Big Switch Networks is regarded as a key player in the burgeoning software-defined network (SDN) market, but this did not stop it from leaving the open-source OpenDaylight Project it helped found only two months ago.
In a 5 June post on Big Switch’s blog, CEO Guido Appenzeller said the project’s decision to merge the software-defined network (SDN) controller technologies from Big Switch and Cisco Systems to create a common controller confirmed fears that his company had that OpenDaylight would be driven by big vendors rather than what was best for the industry.
“Thinking about this long and hard, it became clear to us that this isn’t a foundation that we can build on,” Appenzeller wrote.

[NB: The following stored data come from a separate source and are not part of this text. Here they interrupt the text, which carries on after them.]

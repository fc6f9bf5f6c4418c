use std::path::Path;

use crate::cli::GenerateKind;
use crate::error::Result;
use crate::project::MODULES_DIR;
use crate::scaffold::{generate_module, ModuleOptions};
use crate::ui;

pub fn run(cwd: &Path, kind: &GenerateKind) -> Result<i32> {
    match kind {
        GenerateKind::Module { name, crud } => module(cwd, name, *crud),
    }
}

fn module(cwd: &Path, name: &str, crud: bool) -> Result<i32> {
    ui::title(&format!("Generating module: {name}"));

    let options = ModuleOptions { crud, ..ModuleOptions::default() };
    let generated = match generate_module(cwd, name, &options) {
        Ok(generated) => generated,
        Err(e) => {
            ui::failure("Failed to generate module");
            return Err(e);
        }
    };
    for file in &generated.written {
        let shown = file.strip_prefix(cwd).unwrap_or(file);
        ui::success(&format!("Created {}", shown.display()));
    }

    ui::done(&format!("Module \"{name}\" created successfully!"));
    ui::hint(&format!("Location: {}", Path::new(MODULES_DIR).join(name).display()));
    ui::hint(&format!("Don't forget to register it in {MODULES_DIR}/index.ts"));
    println!();
    Ok(0)
}
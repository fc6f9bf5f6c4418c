//! Error handling for the Wecon CLI.
//! Defines custom error types and results used throughout the application.

use colored::Colorize;
use std::io;
use thiserror::Error;

/// Custom error types for Wecon operations.
///
/// This enum represents all possible errors that can occur within the CLI.
/// It implements the standard Error trait through thiserror's derive macro.
#[derive(Error, Debug)]
pub enum Error {
    /// Represents errors that occur during file system operations
    #[error("IO error: {0}")]
    IoError(#[from] io::Error),

    /// Represents errors raised while walking a template directory
    #[error("Template walk error: {0}")]
    WalkDirError(#[from] walkdir::Error),

    /// Represents errors in compiling `.weconignore` patterns
    #[error("Ignore pattern error: {0}")]
    IgnoreError(#[from] globset::Error),

    /// Represents errors raised by interactive prompts
    #[error("Prompt error: {0}")]
    PromptError(#[from] dialoguer::Error),

    /// Represents malformed placeholders inside a template
    #[error("Template error: {0}")]
    TemplateError(String),

    /// A template root or template file could not be found
    #[error("Template not found: {template}")]
    TemplateNotFound { template: String },

    /// A placeholder referenced a helper that is not registered
    #[error("Unknown template helper '{name}'")]
    UnknownHelper { name: String },

    /// A rendered path segment cannot be used on disk
    #[error("Invalid rendered path '{path}': {reason}")]
    InvalidPath { path: String, reason: String },

    /// Represents errors that occur during configuration parsing or processing
    #[error("Configuration error: {0}")]
    ConfigError(String),

    /// A project or module name cannot be used as a path segment
    #[error("Invalid name '{name}': {reason}")]
    InvalidName { name: String, reason: String },

    /// The destination directory of `create` already exists
    #[error("Directory \"{output_dir}\" already exists")]
    OutputDirectoryExists { output_dir: String },

    /// A lifecycle command was run outside of a project root
    #[error("{marker} not found")]
    NotInProject { marker: String },

    /// The module directory targeted by `generate module` already exists
    #[error("Module \"{name}\" already exists")]
    ModuleExists { name: String },

    /// None of the expected entry point files exist
    #[error("No entry point found (expected one of: {candidates})")]
    EntryPointNotFound { candidates: String },

    /// An external process could not be spawned or exited unsuccessfully
    #[error("Command `{command}` failed: {reason}")]
    ProcessError { command: String, reason: String },
}

/// Convenience type alias for Results with Error as the error type.
pub type Result<T> = std::result::Result<T, Error>;

impl Error {
    /// Follow-up advice printed under the error message, if any.
    pub fn hint(&self) -> Option<&'static str> {
        match self {
            Error::NotInProject { .. } => Some("Make sure you're in a Wecon project directory."),
            Error::OutputDirectoryExists { .. } => {
                Some("Choose another name or remove the existing directory first.")
            }
            Error::EntryPointNotFound { .. } => {
                Some("Make sure the project sources (or the build output) are in place.")
            }
            _ => None,
        }
    }
}

/// Default error handler that prints the error and exits the program.
///
/// # Behavior
/// Prints the error message (and a hint when one applies) to stderr
/// and exits with status code 1
pub fn default_error_handler(err: Error) -> ! {
    eprintln!("{}", format!("Error: {err}").red());
    if let Some(hint) = err.hint() {
        eprintln!("{}", hint.bright_black());
    }
    std::process::exit(1);
}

Big Switch’s departure comes a day after several other vendors – including Cyan, Huawei, Plexxi, Radware and Inocybe Technologies joined the consortium.
OpenDaylight, being run under the auspices of the Linux Foundation, joined a number of other community-based SDN projects run by such groups as the Open Networking Foundation (ONF) and Open Compute Project.
However, from its launch in April, there has been scepticism about the validity of OpenDaylight – including from Big Switch officials – because of the involvement of such big networking vendors as Cisco and IBM. In an interview with eWEEK before the company announced it was stepping down from the project, Jason Matlof, vice president of marketing at Big Switch, said OpenDaylight was a “big question mark” because of Cisco’s involvement.
“If the industry is interested in open source and open standards in networking, do we really trust Cisco with this?” Matlof asked.
Others had echoed Matlof’s sentiment. Gartner analyst Mark Fabbi said that the “ulterior motive for Cisco is to gain a voice in SDN, which they didn’t have before,” while Bethany Mayer, senior vice president and general manager of HP Networking, stressed the importance of true openness in SDN in everything from the controller to the northbound and southbound interfaces.
“Those have to remain open and we cannot allow [vendor lock-in] to happen, because then innovation will die, and we just can’t have that in the networking industry right now,” Mayer told eWEEK last month.